Not happening! Don't sweat it!  Check the date of that article, it's an April fool's joke. 

_*Quoted from the comment below the article:*_
_For newspapers in some countries, it's a tradition to invent crazy news on April 1. This April fool
press release, dated April 1, has been totally invented by StorageNewsletter.com as we do each year for the fun.

It's a joke.
_​SuperSoph_WD


----------



## SuperSoph_WD (Jun 4, 2015)

copenhagen69 said:


> @SuperSoph_WD
> 
> I am curious why the pros are 8-16 drives and the normal reds are 1-8? What's the difference in them to make you all state that? Is it bad to put pros in less than 8 drive setup?



Hi again, @copenhagen69

I'd suggest you to take a look at the spec sheet of both drives here:
WD Red - http://products.wdc.com/support/kb.ashx?id=Q6TRWL
WD Red Pro - http://products.wdc.com/support/kb.ashx?id=PjvoaH

As you can see, there are slight differences and the most noticeable ones are the RMP, the warranty & the capacities. The slight differences in the WD Red Pro are there because these drives are enhanced for bigger and much more demanding NAS configurations, than the regular home NAS/RAID array. However, it is still compatible with desktop class systems (any 1 - 16 bay NAS).

Let me know if you have more questions! 
SuperSoph_WD


----------



## Easo (Jun 4, 2015)

Well, from my experience, Seagates do fail.
We have a bunch of HP ProDesk 600's, basically only thing, that ever dies in them is the Seagate Barracudas.


----------



## rtwjunkie (Jun 4, 2015)

All HDD fail. It's only a matter of when, not if.


----------



## Sasqui (Jun 4, 2015)

copenhagen69 said:


> That does make sense ... I also found this review, which does make sense on why they warranty certain things the way they do ... Posted about the WD Red Pros
> 
> "I came out of an industry where the test results of solid state devices determined the warranty and price. I had a discussion with a Seagate Engineer and he said that if they guarantee a drive for 5 years, they only expect to have a very small percentage fail during the warranty."
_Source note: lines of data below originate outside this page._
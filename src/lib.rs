//! # meshcrate
//!
//! Mesh topology, tangent-space reconstruction and vertex buffer building
//! for Rust.
//!
//! This is the umbrella crate that provides convenient access to all meshcrate
//! functionality. You can use this crate to get everything in one place, or use
//! individual crates for more granular control over dependencies.
//!
//! ## Features
//!
//! - **Core**: Math aliases, arena ids, mesh records, settings and warnings
//! - **Topology**: Adjacency, hard edges, smoothing groups and vertex splitting
//! - **Tangents**: Flat normals, face bases and per-corner frame synthesis
//! - **Build**: Vertex welding, section tables and the full build pipeline
//!
//! ## Quick Start
//!
//! ```rust
//! use meshcrate::prelude::*;
//!
//! let quad = MeshInput::from_triangles(
//!     vec![
//!         Point3f::new(0.0, 0.0, 0.0),
//!         Point3f::new(1.0, 0.0, 0.0),
//!         Point3f::new(1.0, 1.0, 0.0),
//!         Point3f::new(0.0, 1.0, 0.0),
//!     ],
//!     &[[0, 1, 2], [0, 2, 3]],
//! );
//!
//! let output = MeshBuilder::new(BuildSettings::recompute_all())
//!     .build(&quad)
//!     .unwrap();
//! assert_eq!(output.vertex_count(), 4);
//! ```
//!
//! ## Feature Flags
//!
//! - `default`: Enables topology, tangents and build
//! - `topology`: Adjacency and hard edge handling
//! - `tangents`: Normal and tangent synthesis (implies `topology`)
//! - `build`: The build pipeline (implies `tangents`)
//! - `all`: Enables all features

// Re-export core functionality
pub use meshcrate_core::*;

// Re-export sub-crates
#[cfg(feature = "topology")]
pub use meshcrate_topology as topology;

#[cfg(feature = "tangents")]
pub use meshcrate_tangents as tangents;

#[cfg(feature = "build")]
pub use meshcrate_build as build;

/// Convenient imports for common use cases
pub mod prelude {
    pub use meshcrate_core::*;

    #[cfg(feature = "topology")]
    pub use meshcrate_topology::*;

    #[cfg(feature = "tangents")]
    pub use meshcrate_tangents::*;

    #[cfg(feature = "build")]
    pub use meshcrate_build::*;
}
I'm inclined to buy into that.


----------



## copenhagen69 (Jun 4, 2015)

SuperSoph_WD said:


> Hi again, @copenhagen69
> 
> I'd suggest you to take a look at the spec sheet of both drives here:
> WD Red - http://products.wdc.com/support/kb.ashx?id=Q6TRWL
> ...




Thanks for the reply!!

Yes I knew the basic differences  but I just wanted to double check that there was nothing crazy like Pros must have at least 8 drives or they lose all hope and stop working ... maybe not that extreme but you know. Thanks for clearing that up!!

Also, any thoughts on this statement I found online ....

"I came out of an industry where the test results of solid state devices determined the warranty and price. I had a discussion with a Seagate Engineer and he said that if they guarantee a drive for 5 years, they only expect to have a very small percentage fail during the warranty."​
Is that a pretty accurate thought process in the industry?


----------



## Sasqui (Jun 4, 2015)

copenhagen69 said:


> Thanks for the reply!!
> 
> Yes I knew the basic differences  but I just wanted to double check that there was nothing crazy like Pros must have at least 8 drives or they lose all hope and stop working ... maybe not that extreme but you know. Thanks for clearing that up!!
> 
> ...



If you look at this:  http://www.newegg.com/Product/Product.aspx?Item=N82E16822236740

It's the 3TB Red Pro at $159.99 (with promo code), they compare Red vs Red Pro in a matrix, the Red Pro has what they call "extended testing"... so that may be your answer right there.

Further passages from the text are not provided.